Start of Dataset entries

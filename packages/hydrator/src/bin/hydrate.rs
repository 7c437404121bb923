//! CLI for hydrating tweet ids
//!
//! Settings come from defaults, then `.env`/environment, then flags.

use anyhow::{Context, Result};
use clap::{Args, Parser, Subcommand};
use hydrator::{logging, status, HydrateConfig, HydrationOrchestrator, PersistMode};
use indicatif::{ProgressBar, ProgressStyle};
use std::path::PathBuf;
use std::process::ExitCode;
use std::time::Duration;
use tracing::error;
use twitter_client::TwitterClient;

/// sysexits EX_TEMPFAIL: the run stopped on a rate limit and can be retried.
const EXIT_RATE_LIMITED: u8 = 75;

#[derive(Parser)]
#[command(name = "hydrate")]
#[command(about = "Hydrate tweet ids into a resumable CSV dataset")]
struct Cli {
    #[command(subcommand)]
    command: Option<Commands>,

    #[command(flatten)]
    overrides: Overrides,
}

#[derive(Subcommand)]
enum Commands {
    /// Hydrate every tweet id not yet in the result file (default)
    Run,

    /// Show progress counts without calling the API
    Status,
}

#[derive(Args)]
struct Overrides {
    /// Tab-separated input with a `tweet_id` column
    #[arg(long, global = true)]
    input: Option<PathBuf>,

    /// Result CSV
    #[arg(long, global = true)]
    output: Option<PathBuf>,

    /// Append-only list of attempted ids
    #[arg(long, global = true)]
    progress: Option<PathBuf>,

    /// Ids not resolved by the last run
    #[arg(long, global = true)]
    missing: Option<PathBuf>,

    /// Log file
    #[arg(long, global = true)]
    log: Option<PathBuf>,

    /// Ids per lookup request (1-100)
    #[arg(long, global = true)]
    batch_size: Option<usize>,

    /// Pause between batches
    #[arg(long, global = true)]
    batch_delay_secs: Option<u64>,

    /// Wait after a rate-limit response
    #[arg(long, global = true)]
    cooldown_secs: Option<u64>,

    /// Cooldowns allowed per batch before stopping the run
    #[arg(long, global = true)]
    max_rate_limit_retries: Option<u32>,

    /// How the result CSV is written after each batch
    #[arg(long, global = true, value_enum)]
    persist_mode: Option<PersistMode>,

    /// Disable the progress bar
    #[arg(long, global = true)]
    no_progress: bool,
}

impl Overrides {
    fn apply(&self, mut config: HydrateConfig) -> HydrateConfig {
        if let Some(path) = &self.input {
            config = config.with_input_path(path);
        }
        if let Some(path) = &self.output {
            config = config.with_output_path(path);
        }
        if let Some(path) = &self.progress {
            config = config.with_progress_path(path);
        }
        if let Some(path) = &self.missing {
            config = config.with_missing_path(path);
        }
        if let Some(path) = &self.log {
            config = config.with_log_path(path);
        }
        if let Some(size) = self.batch_size {
            config = config.with_batch_size(size);
        }
        if let Some(secs) = self.batch_delay_secs {
            config = config.with_batch_delay(Duration::from_secs(secs));
        }
        if let Some(secs) = self.cooldown_secs {
            config = config.with_rate_limit_cooldown(Duration::from_secs(secs));
        }
        if let Some(retries) = self.max_rate_limit_retries {
            config = config.with_max_rate_limit_retries(retries);
        }
        if let Some(mode) = self.persist_mode {
            config = config.with_persist_mode(mode);
        }
        config
    }
}

#[tokio::main]
async fn main() -> Result<ExitCode> {
    let cli = Cli::parse();

    let config = cli
        .overrides
        .apply(HydrateConfig::from_env().context("Failed to load configuration")?);
    config.validate().context("Invalid configuration")?;

    logging::init(&config.log_path).context("Failed to initialize logging")?;

    log_failure(execute(&cli, config).await)
}

async fn execute(cli: &Cli, config: HydrateConfig) -> Result<ExitCode> {
    match cli.command.as_ref().unwrap_or(&Commands::Run) {
        Commands::Status => {
            let report = status(&config).context("Failed to read hydration status")?;
            println!("{}", report);
            Ok(ExitCode::SUCCESS)
        }
        Commands::Run => {
            let mut client = TwitterClient::from_env().context("Failed to create X API client")?;
            if let Some(url) = &config.api_base_url {
                client = client.with_base_url(url);
            }

            let progress = if cli.overrides.no_progress {
                ProgressBar::hidden()
            } else {
                create_progress_bar()
            };

            let summary = HydrationOrchestrator::new(config, client)
                .with_progress_bar(progress)
                .run()
                .await
                .context("Hydration failed")?;

            if summary.halted.is_some() {
                return Ok(ExitCode::from(EXIT_RATE_LIMITED));
            }
            Ok(ExitCode::SUCCESS)
        }
    }
}

/// Send a fatal error to the log file before it ends the process.
fn log_failure<T>(result: Result<T>) -> Result<T> {
    if let Err(e) = &result {
        error!("{:#}", e);
    }
    result
}

fn create_progress_bar() -> ProgressBar {
    let pb = ProgressBar::new(0);
    pb.set_style(
        ProgressStyle::default_bar()
            .tick_chars("⠋⠙⠹⠸⠼⠴⠦⠧⠇⠏")
            .template("{spinner:.cyan} {msg} [{bar:40.cyan/dim}] {pos}/{len} batches ({eta})")
            .unwrap_or_else(|_| ProgressStyle::default_bar())
            .progress_chars("█▓░"),
    );
    pb.enable_steady_tick(Duration::from_millis(100));
    pb
}
//! Render the history as CSV, HTML or Markdown.

use std::fs;
use std::io;
use std::path::Path;

use catalog::{PickerError, Result};
use tracing::info;

use crate::entry::HistoryEntry;

const DATE_FORMAT: &str = "%Y-%m-%d %H:%M";

const CSV_HEADER: &str = "Discogs ID,Artist,Title,Year,Listened Date,Rating,Notes";

const HTML_STYLE: &str = "\
body { font-family: Arial, sans-serif; margin: 20px; background: #f5f5f5; }
h1 { color: #333; }
table { width: 100%; border-collapse: collapse; background: white; box-shadow: 0 2px 4px rgba(0,0,0,0.1); }
th { background: #333; color: white; padding: 12px; text-align: left; }
td { padding: 10px; border-bottom: 1px solid #ddd; }
tr:hover { background: #f9f9f9; }
.rating { color: #f39c12; }
";

/// Output formats for `export_to_file`
#[derive(Debug, Clone, Copy, PartialEq, Eq)]
pub enum ExportFormat {
    Csv,
    Html,
    Markdown,
}

impl ExportFormat {
    /// Usual file extension, without the dot
    pub fn extension(self) -> &'static str {
        match self {
            Self::Csv => "csv",
            Self::Html => "html",
            Self::Markdown => "md",
        }
    }

    pub fn render(self, entries: &[HistoryEntry]) -> String {
        match self {
            Self::Csv => render_csv(entries),
            Self::Html => render_html(entries),
            Self::Markdown => render_markdown(entries),
        }
    }
}

/// Render `entries` and write them to `path`, replacing any existing file
pub fn export_to_file(format: ExportFormat, entries: &[HistoryEntry], path: &Path) -> Result<()> {
    fs::write(path, format.render(entries)).map_err(|source: io::Error| PickerError::HistoryIo {
        path: path.to_path_buf(),
        source,
    })?;
    info!("Exported {} entries to {}", entries.len(), path.display());
    Ok(())
}

fn display_date(entry: &HistoryEntry) -> String {
    entry.listened_at().format(DATE_FORMAT).to_string()
}

fn stars(entry: &HistoryEntry) -> String {
    entry
        .rating()
        .map(|rating| "★".repeat(rating.stars() as usize))
        .unwrap_or_default()
}

fn escape_csv(text: &str) -> String {
    text.replace('"', "\"\"")
}

fn escape_html(text: &str) -> String {
    text.replace('&', "&amp;")
        .replace('<', "&lt;")
        .replace('>', "&gt;")
        .replace('"', "&quot;")
}

fn escape_markdown(text: &str) -> String {
    text.replace('|', "\\|")
}

fn render_csv(entries: &[HistoryEntry]) -> String {
    let mut out = String::new();
    out.push_str(CSV_HEADER);
    out.push('\n');
    for entry in entries {
        out.push_str(&format!(
            "{},\"{}\",\"{}\",\"{}\",\"{}\",{},\"{}\"\n",
            entry.item_id(),
            escape_csv(entry.artist()),
            escape_csv(entry.title()),
            escape_csv(entry.year()),
            display_date(entry),
            entry.rating().map(|r| r.to_string()).unwrap_or_default(),
            escape_csv(entry.note().unwrap_or_default()),
        ));
    }
    out
}

fn render_html(entries: &[HistoryEntry]) -> String {
    let mut out = String::new();
    out.push_str("<!DOCTYPE html>\n<html>\n<head>\n<meta charset=\"UTF-8\">\n");
    out.push_str("<title>Listening History</title>\n<style>\n");
    out.push_str(HTML_STYLE);
    out.push_str("</style>\n</head>\n<body>\n");
    out.push_str("<h1>🎵 Listening History</h1>\n");
    out.push_str(&format!(
        "<p>Total albums: <strong>{}</strong></p>\n",
        entries.len()
    ));
    out.push_str("<table>\n");
    out.push_str("<tr><th>Artist</th><th>Title</th><th>Year</th><th>Date</th><th>Rating</th></tr>\n");
    for entry in entries {
        out.push_str(&format!(
            "<tr><td>{}</td><td>{}</td><td>{}</td><td>{}</td><td class=\"rating\">{}</td></tr>\n",
            escape_html(entry.artist()),
            escape_html(entry.title()),
            escape_html(entry.year()),
            display_date(entry),
            stars(entry),
        ));
    }
    out.push_str("</table>\n</body>\n</html>\n");
    out
}

fn render_markdown(entries: &[HistoryEntry]) -> String {
    let mut out = String::new();
    out.push_str("# 🎵 Listening History\n\n");
    out.push_str(&format!("Total albums: **{}**\n\n", entries.len()));
    out.push_str("| Artist | Title | Year | Date | Rating |\n");
    out.push_str("|--------|-------|------|------|--------|\n");
    for entry in entries {
        out.push_str(&format!(
            "| {} | {} | {} | {} | {} |\n",
            escape_markdown(entry.artist()),
            escape_markdown(entry.title()),
            escape_markdown(entry.year()),
            display_date(entry),
            stars(entry),
        ));
    }
    out
}
//! Discogs API client for reading a user's collection.
//!
//! This crate provides a blocking client that:
//! - Builds authenticated collection page requests (`Authorization` + `User-Agent`)
//! - Retries throttled (HTTP 429) and transport-failed requests with a flat delay
//! - Maps every other failure onto `catalog::PickerError` without retrying
//! - Decodes successful responses into `catalog::CollectionPage`
//!
//! ## Example Usage
//! ```ignore
//! use catalog::CollectionSource;
//! use discogs_client::{ClientConfig, DiscogsClient, Token};
//!
//! let client = DiscogsClient::new(ClientConfig::new("digger"), &Token::new(token));
//! let size = client.fetch_collection_size()?;
//! let page = client.fetch_page(1, 50)?;
//! ```

pub mod client;
pub mod transport;

pub use client::{ClientConfig, DiscogsClient, RetryPolicy, Token, DEFAULT_BASE_URL, USER_AGENT};
pub use transport::{HttpResponse, HttpTransport, TransportError, UreqTransport};
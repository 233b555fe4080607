//! Core traits for item filtering.
//!
//! This module defines the Predicate trait that lets the individual filter
//! criteria be composed into a FilterPipeline.

use catalog::CollectionItem;

/// A single test a drawn item has to pass.
///
/// ## Design Note
/// - Predicates only borrow the item; rejected items are simply dropped by
///   the sampler, accepted ones are returned to the caller
/// - `Send + Sync` keeps pipelines usable from benches and other threads
pub trait Predicate: Send + Sync {
    /// Returns the name of this predicate (for logging/debugging)
    fn name(&self) -> &str;

    /// Whether `item` satisfies this predicate
    fn matches(&self, item: &CollectionItem) -> bool;
}
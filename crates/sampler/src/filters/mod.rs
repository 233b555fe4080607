//! Predicate implementations for the filter pipeline.
//!
//! This module contains the concrete predicates an `ItemFilter` is built
//! from. Text predicates compare case-insensitively by substring.

pub mod artist;
pub mod format;
pub mod tags;
pub mod year;

// Re-export for convenience
pub use artist::ArtistFilter;
pub use format::FormatFilter;
pub use tags::{GenreFilter, StyleFilter};
pub use year::{ExactYearFilter, YearRangeFilter};

/// Case-insensitive substring test; `needle` must already be lowercase
pub(crate) fn contains_folded(haystack: &str, needle: &str) -> bool {
    haystack.to_lowercase().contains(needle)
}
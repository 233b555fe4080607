//! Sources of random page indices.

use rand::rngs::StdRng;
use rand::{Rng, SeedableRng};

/// Chooses which 1-based page the sampler fetches next.
///
/// Implementations must return a value in `1..=size`; `size` is always at
/// least 1 when called. Any `FnMut(u64) -> u64` closure is a generator, which
/// is how tests script exact page sequences.
pub trait PageIndexGenerator {
    fn next_page(&mut self, size: u64) -> u64;
}

impl<F> PageIndexGenerator for F
where
    F: FnMut(u64) -> u64,
{
    fn next_page(&mut self, size: u64) -> u64 {
        self(size)
    }
}

/// Uniform draws over `1..=size`, independent on every call
#[derive(Debug, Clone)]
pub struct RandomPageIndex {
    rng: StdRng,
}

impl RandomPageIndex {
    /// Seeded from the operating system
    pub fn new() -> Self {
        Self {
            rng: StdRng::from_os_rng(),
        }
    }

    /// Reproducible sequence for a given seed
    pub fn seeded(seed: u64) -> Self {
        Self {
            rng: StdRng::seed_from_u64(seed),
        }
    }
}

impl Default for RandomPageIndex {
    fn default() -> Self {
        Self::new()
    }
}

impl PageIndexGenerator for RandomPageIndex {
    fn next_page(&mut self, size: u64) -> u64 {
        self.rng.random_range(1..=size)
    }
}
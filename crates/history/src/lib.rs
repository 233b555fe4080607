//! # History Crate
//!
//! Local record of which collection items were picked and listened to.
//!
//! ## Main Components
//!
//! - **entry**: `HistoryEntry`, a snapshot of one listen, and its `Rating`
//! - **store**: `HistoryStore`, the JSON file the entries live in
//! - **statistics**: frequency tables by artist, year and decade
//! - **export**: CSV, HTML and Markdown renderings of the log
//!
//! ## Example Usage
//!
//! ```ignore
//! use history::{HistoryEntry, HistoryStore};
//!
//! let store = HistoryStore::new("listening_history.json");
//! store.append(HistoryEntry::from_item(&item, chrono::Local::now().naive_local()))?;
//!
//! for entry in store.recent(Some(5))? {
//!     println!("{entry}");
//! }
//! let stats = store.aggregate()?;
//! ```

pub mod entry;
pub mod export;
pub mod statistics;
pub mod store;

pub use entry::{HistoryEntry, InvalidRating, Rating};
pub use export::{export_to_file, ExportFormat};
pub use statistics::Statistics;
pub use store::HistoryStore;
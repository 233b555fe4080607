//! Benchmarks for history aggregation
//!
//! Run with: cargo bench --package history

use chrono::NaiveDate;
use criterion::{black_box, criterion_group, criterion_main, Criterion};
use history::{ExportFormat, HistoryEntry, HistoryStore, Statistics};

fn build_history(size: u64) -> Vec<HistoryEntry> {
    let start = NaiveDate::from_ymd_opt(2020, 1, 1)
        .unwrap()
        .and_hms_opt(20, 0, 0)
        .unwrap();
    (0..size)
        .map(|i| {
            let year = if i % 13 == 0 {
                "Unknown".to_string()
            } else {
                (1955 + i % 65).to_string()
            };
            HistoryEntry::new(
                i % 400,
                format!("Artist {}", i % 150),
                format!("Album {i}"),
                year,
                start + chrono::Duration::hours(i as i64),
            )
        })
        .collect()
}

fn bench_aggregate(c: &mut Criterion) {
    let entries = build_history(5_000);

    c.bench_function("statistics_from_entries", |b| {
        b.iter(|| {
            let stats = Statistics::from_entries(black_box(&entries));
            black_box(stats)
        })
    });
}

fn bench_store_round_trip(c: &mut Criterion) {
    let dir = tempfile::tempdir().expect("Failed to create scratch dir");
    let store = HistoryStore::new(dir.path().join("history.json"));
    for entry in build_history(1_000) {
        store.append(entry).expect("Failed to seed history");
    }

    c.bench_function("store_aggregate_1000", |b| {
        b.iter(|| {
            let stats = store.aggregate().unwrap();
            black_box(stats)
        })
    });
}

fn bench_export_markdown(c: &mut Criterion) {
    let entries = build_history(1_000);

    c.bench_function("export_markdown", |b| {
        b.iter(|| black_box(ExportFormat::Markdown.render(black_box(&entries))))
    });
}

criterion_group!(
    benches,
    bench_aggregate,
    bench_store_round_trip,
    bench_export_markdown
);
criterion_main!(benches);
//! Filter on the credited artists.

use super::contains_folded;
use crate::traits::Predicate;
use catalog::CollectionItem;

/// Keeps items whose artist label contains the given text.
///
/// The label is the comma-joined list of all credited artists, so a
/// search for "coltrane" also finds "Miles Davis, John Coltrane".
pub struct ArtistFilter {
    needle: String,
}

impl ArtistFilter {
    pub fn new(artist: &str) -> Self {
        Self {
            needle: artist.to_lowercase(),
        }
    }
}

impl Predicate for ArtistFilter {
    fn name(&self) -> &str {
        "ArtistFilter"
    }

    fn matches(&self, item: &CollectionItem) -> bool {
        contains_folded(&item.artists.join(", "), &self.needle)
    }
}

#[cfg(test)]
mod tests {
    use super::*;

    #[test]
    fn test_artist_filter() {
        let mut item = CollectionItem::new(1, "Kind Of Blue");
        item.artists = vec!["Miles Davis".to_string(), "John Coltrane".to_string()];

        assert!(ArtistFilter::new("miles").matches(&item));
        assert!(ArtistFilter::new("COLTRANE").matches(&item));
        assert!(!ArtistFilter::new("Monk").matches(&item));
        assert!(!ArtistFilter::new("miles").matches(&CollectionItem::new(2, "No credits")));
    }
}
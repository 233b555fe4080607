//! # Catalog Crate
//!
//! Shared vocabulary for picking random records from a Discogs collection.
//!
//! ## Main Components
//!
//! - **types**: Domain types (CollectionItem, ReleaseFormat, CollectionPage)
//! - **parser**: Decode Discogs collection page JSON into those types
//! - **source**: The `CollectionSource` trait the sampler draws pages from
//! - **error**: The `PickerError` taxonomy used by every crate in the workspace
//!
//! ## Example Usage
//!
//! ```ignore
//! use catalog::{parser, CollectionSource};
//!
//! let page = parser::parse_page(&body)?;
//! println!("{} items in collection", page.total_items);
//! for item in &page.items {
//!     println!("{item}");
//! }
//! ```

// Public modules
pub mod error;
pub mod parser;
pub mod source;
pub mod types;

// Re-export commonly used types for convenience
pub use error::{PickerError, Result};
pub use source::CollectionSource;
pub use types::{CollectionItem, CollectionPage, ItemId, ReleaseFormat, UNKNOWN_LABEL};
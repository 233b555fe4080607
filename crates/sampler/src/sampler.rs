//! Rejection sampling over a paginated collection.
//!
//! The collection size is only known through the remote envelope, so every
//! pick starts with a size request and then fetches single-item pages at
//! random indices until the filter accepts one.

use catalog::{CollectionItem, CollectionSource, PickerError, Result};
use tracing::{debug, info};

use crate::filter_pipeline::ItemFilter;
use crate::page_index::{PageIndexGenerator, RandomPageIndex};

/// How many items are drawn before a filtered pick gives up
pub const DEFAULT_MAX_ATTEMPTS: u32 = 50;

/// Picks random items from a `CollectionSource`, optionally filtered.
///
/// ## Algorithm
/// 1. Ask the source for the collection size; zero fails with `EmptyCollection`
/// 2. Identity filter: fetch exactly one random single-item page
/// 3. Otherwise draw a fresh page in `1..=size` per attempt (with
///    replacement) until the filter matches or `max_attempts` is spent
pub struct FilteredSampler<S, G = RandomPageIndex> {
    source: S,
    pages: G,
    max_attempts: u32,
}

impl<S: CollectionSource> FilteredSampler<S, RandomPageIndex> {
    /// Create a sampler drawing pages from the OS-seeded generator
    pub fn new(source: S) -> Self {
        Self::with_page_index(source, RandomPageIndex::new())
    }
}

impl<S: CollectionSource, G: PageIndexGenerator> FilteredSampler<S, G> {
    /// Create a sampler with an explicit page index generator
    pub fn with_page_index(source: S, pages: G) -> Self {
        Self {
            source,
            pages,
            max_attempts: DEFAULT_MAX_ATTEMPTS,
        }
    }

    /// Configure the attempt ceiling for filtered picks (default: 50, minimum: 1)
    pub fn with_max_attempts(mut self, max_attempts: u32) -> Self {
        self.max_attempts = max_attempts.max(1);
        self
    }

    pub fn max_attempts(&self) -> u32 {
        self.max_attempts
    }

    pub fn source(&self) -> &S {
        &self.source
    }

    /// Number of items in the collection
    pub fn size(&self) -> Result<u64> {
        self.source.fetch_collection_size()
    }

    /// Pick a random item matching `filter`
    ///
    /// # Returns
    /// * `Ok(item)` - the first drawn item that matched
    /// * `Err(EmptyCollection)` - the collection reports zero items; no page is fetched
    /// * `Err(NoMatchFound)` - `max_attempts` draws without a match
    /// * any client error unchanged, including `ApiError` for an empty page
    pub fn pick_random(&mut self, filter: &ItemFilter) -> Result<CollectionItem> {
        let size = self.size()?;
        debug!("Collection size: {} items", size);

        if size == 0 {
            return Err(PickerError::EmptyCollection);
        }

        let pipeline = filter.pipeline();
        if pipeline.is_empty() {
            let item = self.fetch_random(size)?;
            info!("Picked {}", item);
            return Ok(item);
        }

        for attempt in 1..=self.max_attempts {
            let item = self.fetch_random(size)?;
            if pipeline.matches(&item) {
                info!("Picked {} after {} attempt(s)", item, attempt);
                return Ok(item);
            }
            debug!("Attempt {}/{}: {} did not match", attempt, self.max_attempts, item);
        }

        Err(PickerError::NoMatchFound {
            attempts: self.max_attempts,
        })
    }

    /// Fetch the single item on a random page in `1..=size`
    ///
    /// An empty page inside the reported range means the remote collection
    /// changed between the size request and this fetch; that is reported
    /// rather than retried.
    fn fetch_random(&mut self, size: u64) -> Result<CollectionItem> {
        let page = self.pages.next_page(size);
        debug_assert!((1..=size).contains(&page), "page {page} outside 1..={size}");

        self.source.fetch_page(page, 1)?.into_first().ok_or_else(|| {
            PickerError::api(format!(
                "Page {} of {} reported items came back empty",
                page, size
            ))
        })
    }
}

End of Dataset entries

◆ What you need to do ◆
Set down, word for word, each line from the top of the records above through the line with "Pause between batches".

◆ Task result ◆
filename packages/hydrator/src/bin/hydrate.rs
repository 7c437404121bb923
//! CLI for hydrating tweet ids
//!
//! Settings come from defaults, then `.env`/environment, then flags.

use anyhow::{Context, Result};
use clap::{Args, Parser, Subcommand};
use hydrator::{logging, status, HydrateConfig, HydrationOrchestrator, PersistMode};
use indicatif::{ProgressBar, ProgressStyle};
use std::path::PathBuf;
use std::process::ExitCode;
use std::time::Duration;
use tracing::error;
use twitter_client::TwitterClient;

/// sysexits EX_TEMPFAIL: the run stopped on a rate limit and can be retried.
const EXIT_RATE_LIMITED: u8 = 75;

#[derive(Parser)]
#[command(name = "hydrate")]
#[command(about = "Hydrate tweet ids into a resumable CSV dataset")]
struct Cli {
    #[command(subcommand)]
    command: Option<Commands>,

    #[command(flatten)]
    overrides: Overrides,
}

#[derive(Subcommand)]
enum Commands {
    /// Hydrate every tweet id not yet in the result file (default)
    Run,

    /// Show progress counts without calling the API
    Status,
}

#[derive(Args)]
struct Overrides {
    /// Tab-separated input with a `tweet_id` column
    #[arg(long, global = true)]
    input: Option<PathBuf>,

    /// Result CSV
    #[arg(long, global = true)]
    output: Option<PathBuf>,

    /// Append-only list of attempted ids
    #[arg(long, global = true)]
    progress: Option<PathBuf>,

    /// Ids not resolved by the last run
    #[arg(long, global = true)]
    missing: Option<PathBuf>,

    /// Log file
    #[arg(long, global = true)]
    log: Option<PathBuf>,

    /// Ids per lookup request (1-100)
    #[arg(long, global = true)]
    batch_size: Option<usize>,

    /// Pause between batches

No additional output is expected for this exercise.